### Problem details:
Examine each line of the data. Copy those that contain the string "first".

### Stored items from a collection:
use std::sync::Arc;

use serde_json::json;
use tsurugi::engine::{
    Delete, EngineConfig, EngineSettings, Get, Index, InternalEngine, ManualClock, OpenMode,
    Origin, ParsedDocument, Term, VersionType,
};
use tsurugi::error::Result;
use tsurugi::storage::MemoryStorage;

fn create_engine(
    storage: Arc<MemoryStorage>,
    clock: Arc<ManualClock>,
) -> Result<Arc<InternalEngine>> {
    let config = EngineConfig::new(storage, OpenMode::CreateIndexAndTranslog).with_clock(clock);
    InternalEngine::open(config)
}

fn uid(id: &str) -> Term {
    Term::new("_uid", id)
}

fn doc(id: &str) -> ParsedDocument {
    ParsedDocument::new(uid(id), json!({"id": id}))
}

#[test]
fn test_fresh_create_indexes_at_version_one() -> Result<()> {
    let clock = Arc::new(ManualClock::new());
    let engine = create_engine(Arc::new(MemoryStorage::new_default()), clock)?;

    let op = Index::primary(doc("a"), 0).with_auto_generated_id(1000, false);
    let result = engine.index(op)?;

    assert_eq!(result.version(), 1);
    assert!(result.created());
    assert!(!result.has_failure());
    assert!(result.translog_location().is_some(), "op must be logged");
    // the optimized append must not raise the de-optimization floor
    assert_eq!(engine.max_unsafe_auto_id_timestamp(), -1);

    let value = engine.version_map().get(&uid("a").bytes()).unwrap();
    assert_eq!(value.version, 1);
    assert!(!value.is_delete);
    Ok(())
}

#[test]
fn test_retry_deoptimizes_and_reports_an_update() -> Result<()> {
    let clock = Arc::new(ManualClock::new());
    let engine = create_engine(Arc::new(MemoryStorage::new_default()), clock)?;

    engine.index(Index::primary(doc("a"), 0).with_auto_generated_id(1000, false))?;
    let retry = engine.index(Index::primary(doc("a"), 0).with_auto_generated_id(1000, true))?;

    assert!(engine.max_unsafe_auto_id_timestamp() >= 1000);
    assert_eq!(retry.version(), 1);
    assert!(!retry.created(), "a retried delivery is not a create");

    // the doc must exist exactly once despite the double delivery
    engine.refresh("test")?;
    let searcher = engine.acquire_searcher("test")?;
    assert_eq!(searcher.count(&uid("a")), 1);

    // later appends with smaller timestamps stay de-optimized but correct
    let late = engine.index(Index::primary(doc("b"), 0).with_auto_generated_id(900, false))?;
    assert_eq!(late.version(), 1);
    engine.refresh("test")?;
    let searcher = engine.acquire_searcher("test")?;
    assert_eq!(searcher.count(&uid("b")), 1);
    Ok(())
}

#[test]
fn test_internal_versioning_increments_per_uid() -> Result<()> {
    let clock = Arc::new(ManualClock::new());
    let engine = create_engine(Arc::new(MemoryStorage::new_default()), clock)?;

    let mut last_version = 0;
    for round in 0..5 {
        let result = engine.index(Index::primary(doc("a"), round))?;
        assert!(
            result.version() > last_version,
            "internal versions must increase"
        );
        last_version = result.version();
        assert_eq!(result.created(), round == 0);
    }
    assert_eq!(last_version, 5);
    Ok(())
}

#[test]
fn test_version_conflict_is_captured_not_raised() -> Result<()> {
    let clock = Arc::new(ManualClock::new());
    let engine = create_engine(Arc::new(MemoryStorage::new_default()), clock)?;

    engine.index(Index::primary(doc("a"), 0))?;
    let conflicting =
        engine.index(Index::primary(doc("a"), 0).with_version(7, VersionType::Internal))?;

    let failure = conflicting.failure().expect("conflict must be captured");
    assert!(failure.is_version_conflict());
    assert_eq!(failure.current_version(), Some(1));
    assert!(
        conflicting.translog_location().is_none(),
        "failed ops are not logged"
    );

    // the engine keeps serving writes
    let next = engine.index(Index::primary(doc("a"), 0))?;
    assert_eq!(next.version(), 2);
    Ok(())
}

#[test]
fn test_external_versions_are_applied_verbatim() -> Result<()> {
    let clock = Arc::new(ManualClock::new());
    let engine = create_engine(Arc::new(MemoryStorage::new_default()), clock)?;

    let result =
        engine.index(Index::primary(doc("a"), 0).with_version(42, VersionType::External))?;
    assert_eq!(result.version(), 42);

    let stale = engine.index(Index::primary(doc("a"), 0).with_version(41, VersionType::External))?;
    assert!(stale.failure().is_some_and(|e| e.is_version_conflict()));
    Ok(())
}

#[test]
fn test_out_of_order_replica_delete_keeps_newest_tombstone() -> Result<()> {
    let clock = Arc::new(ManualClock::new());
    let engine = create_engine(Arc::new(MemoryStorage::new_default()), clock)?;

    let first = engine.delete(
        Delete::primary(uid("b"), 0)
            .with_version(3, VersionType::External)
            .with_origin(Origin::Replica),
    )?;
    assert!(!first.has_failure());
    assert_eq!(first.version(), 3);

    // the older delete arrives late; replicas never raise conflicts
    let stale = engine.delete(
        Delete::primary(uid("b"), 0)
            .with_version(2, VersionType::External)
            .with_origin(Origin::Replica),
    )?;
    assert!(!stale.has_failure());
    assert_eq!(stale.version(), 2);

    let tombstone = engine.version_map().get_tombstone(&uid("b").bytes()).unwrap();
    assert_eq!(tombstone.version, 3, "the newest deletion must win");
    Ok(())
}

#[test]
fn test_replica_ops_are_idempotent() -> Result<()> {
    let clock = Arc::new(ManualClock::new());
    let engine = create_engine(Arc::new(MemoryStorage::new_default()), clock)?;

    for _ in 0..2 {
        let result = engine.index(
            Index::primary(doc("a"), 0)
                .with_version(5, VersionType::External)
                .with_origin(Origin::Replica),
        )?;
        assert!(!result.has_failure());
        assert_eq!(result.version(), 5);
    }
    engine.refresh("test")?;
    let searcher = engine.acquire_searcher("test")?;
    assert_eq!(searcher.count(&uid("a")), 1);
    assert_eq!(searcher.load_version(&uid("a")), Some(5));

    for _ in 0..2 {
        let result = engine.delete(
            Delete::primary(uid("a"), 0)
                .with_version(6, VersionType::External)
                .with_origin(Origin::Replica),
        )?;
        assert!(!result.has_failure());
    }
    engine.refresh("test")?;
    let searcher = engine.acquire_searcher("test")?;
    assert_eq!(searcher.count(&uid("a")), 0);
    let tombstone = engine.version_map().get_tombstone(&uid("a").bytes()).unwrap();
    assert_eq!(tombstone.version, 6);
    Ok(())
}

#[test]
fn test_document_failure_keeps_engine_open() -> Result<()> {
    let clock = Arc::new(ManualClock::new());
    let engine = create_engine(Arc::new(MemoryStorage::new_default()), clock)?;

    let bad = ParsedDocument::new(Term::new("_uid", ""), json!({}));
    let result = engine.index(Index::primary(bad, 0))?;
    let failure = result.failure().expect("document failure must be captured");
    assert!(matches!(
        failure,
        tsurugi::TsurugiError::DocumentFailure(_)
    ));
    assert!(result.translog_location().is_none());

    assert!(!engine.is_closed(), "a document failure is not tragic");
    engine.index(Index::primary(doc("a"), 0))?;
    Ok(())
}

#[test]
fn test_realtime_get_sees_unrefreshed_writes() -> Result<()> {
    let clock = Arc::new(ManualClock::new());
    let engine = create_engine(Arc::new(MemoryStorage::new_default()), clock)?;

    engine.index(Index::primary(doc("a"), 0))?;

    // a non-realtime get skips the version map and misses the doc
    let stale = engine.get(&Get::new(uid("a")).realtime(false), |source| {
        engine.acquire_searcher(source)
    })?;
    assert!(!stale.exists);

    // the realtime get forces a refresh and finds it
    let result = engine.get(&Get::new(uid("a")), |source| {
        engine.acquire_searcher(source)
    })?;
    assert!(result.exists);
    assert_eq!(result.version, 1);
    assert_eq!(result.source.unwrap()["id"], "a");
    Ok(())
}

#[test]
fn test_realtime_get_of_deleted_doc_is_not_exists() -> Result<()> {
    let clock = Arc::new(ManualClock::new());
    let engine = create_engine(Arc::new(MemoryStorage::new_default()), clock)?;

    engine.index(Index::primary(doc("a"), 0))?;
    engine.delete(Delete::primary(uid("a"), 0))?;

    let result = engine.get(&Get::new(uid("a")), |source| {
        engine.acquire_searcher(source)
    })?;
    assert!(!result.exists);
    Ok(())
}

#[test]
fn test_realtime_get_checks_the_expected_version() -> Result<()> {
    let clock = Arc::new(ManualClock::new());
    let engine = create_engine(Arc::new(MemoryStorage::new_default()), clock)?;

    engine.index(Index::primary(doc("a"), 0))?;
    engine.index(Index::primary(doc("a"), 0))?;

    let err = engine
        .get(
            &Get::new(uid("a")).with_version(1, VersionType::Internal),
            |source| engine.acquire_searcher(source),
        )
        .unwrap_err();
    assert!(err.is_version_conflict());
    assert_eq!(err.current_version(), Some(2));
    Ok(())
}

#[test]
fn test_tombstones_are_pruned_only_after_the_gc_horizon() -> Result<()> {
    let clock = Arc::new(ManualClock::new());
    let settings = EngineSettings {
        gc_deletes_millis: 60_000,
        ..EngineSettings::default()
    };
    let config = EngineConfig::new(
        Arc::new(MemoryStorage::new_default()),
        OpenMode::CreateIndexAndTranslog,
    )
    .with_clock(clock.clone())
    .with_settings(settings);
    let engine = InternalEngine::open(config)?;

    engine.index(Index::primary(doc("a"), 0))?;
    engine.delete(Delete::primary(uid("a"), 0))?;
    assert!(engine.version_map().get_tombstone(&uid("a").bytes()).is_some());

    // inside the horizon the tombstone must survive any prune attempt
    clock.advance_millis(59_000);
    engine.refresh("prune_check")?;
    assert!(
        engine.version_map().get_tombstone(&uid("a").bytes()).is_some(),
        "tombstone pruned before its time"
    );

    // past the horizon (and past the prune rate limit) it is collected
    clock.advance_millis(20_000);
    engine.refresh("prune_check")?;
    assert!(engine.version_map().get_tombstone(&uid("a").bytes()).is_none());
    Ok(())
}

#[test]
fn test_expired_tombstone_resolves_as_absent() -> Result<()> {
    let clock = Arc::new(ManualClock::new());
    let engine = create_engine(Arc::new(MemoryStorage::new_default()), clock.clone())?;

    engine.index(Index::primary(doc("a"), 0))?;
    engine.delete(Delete::primary(uid("a"), 0))?;

    // within the horizon, internal versioning resumes from the tombstone
    let result = engine.index(Index::primary(doc("a"), 0))?;
    assert_eq!(result.version(), 3);

    engine.delete(Delete::primary(uid("a"), 0))?;
    clock.advance_millis(120_000);
    // past the horizon the doc counts as never-seen again
    let result = engine.index(Index::primary(doc("a"), 0))?;
    assert_eq!(result.version(), 1);
    Ok(())
}

#[test]
fn test_throttle_requests_are_reference_counted() -> Result<()> {
    let clock = Arc::new(ManualClock::new());
    let engine = create_engine(Arc::new(MemoryStorage::new_default()), clock)?;

    assert!(!engine.is_throttled());
    engine.activate_throttling();
    engine.activate_throttling();
    assert!(engine.is_throttled());
    engine.deactivate_throttling();
    assert!(engine.is_throttled(), "one request is still outstanding");
    engine.deactivate_throttling();
    assert!(!engine.is_throttled());
    Ok(())
}

#[test]
fn test_concurrent_indexing_of_distinct_uids() -> Result<()> {
    let clock = Arc::new(ManualClock::new());
    let engine = create_engine(Arc::new(MemoryStorage::new_default()), clock)?;

    let mut handles = Vec::new();
    for thread in 0..4 {
        let engine = engine.clone();
        handles.push(std::thread::spawn(move || {
            for i in 0..25 {
                let id = format!("doc-{thread}-{i}");
                let result = engine
                    .index(Index::primary(doc(&id), 0))
                    .expect("index must succeed");
                assert_eq!(result.version(), 1);
            }
        }));
    }
    for handle in handles {
        handle.join().unwrap();
    }

    engine.refresh("test")?;
    let searcher = engine.acquire_searcher("test")?;
    assert_eq!(searcher.doc_count(), 100);
    Ok(())
}

#[test]
fn test_ops_after_close_fail_with_already_closed() -> Result<()> {
    let clock = Arc::new(ManualClock::new());
    let engine = create_engine(Arc::new(MemoryStorage::new_default()), clock)?;
    engine.close();

    let err = engine.index(Index::primary(doc("a"), 0)).unwrap_err();
    assert!(err.is_already_closed());
    Ok(())
}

### Task solution:
    let first = engine.delete(
    assert!(!first.has_failure());
    assert_eq!(first.version(), 3);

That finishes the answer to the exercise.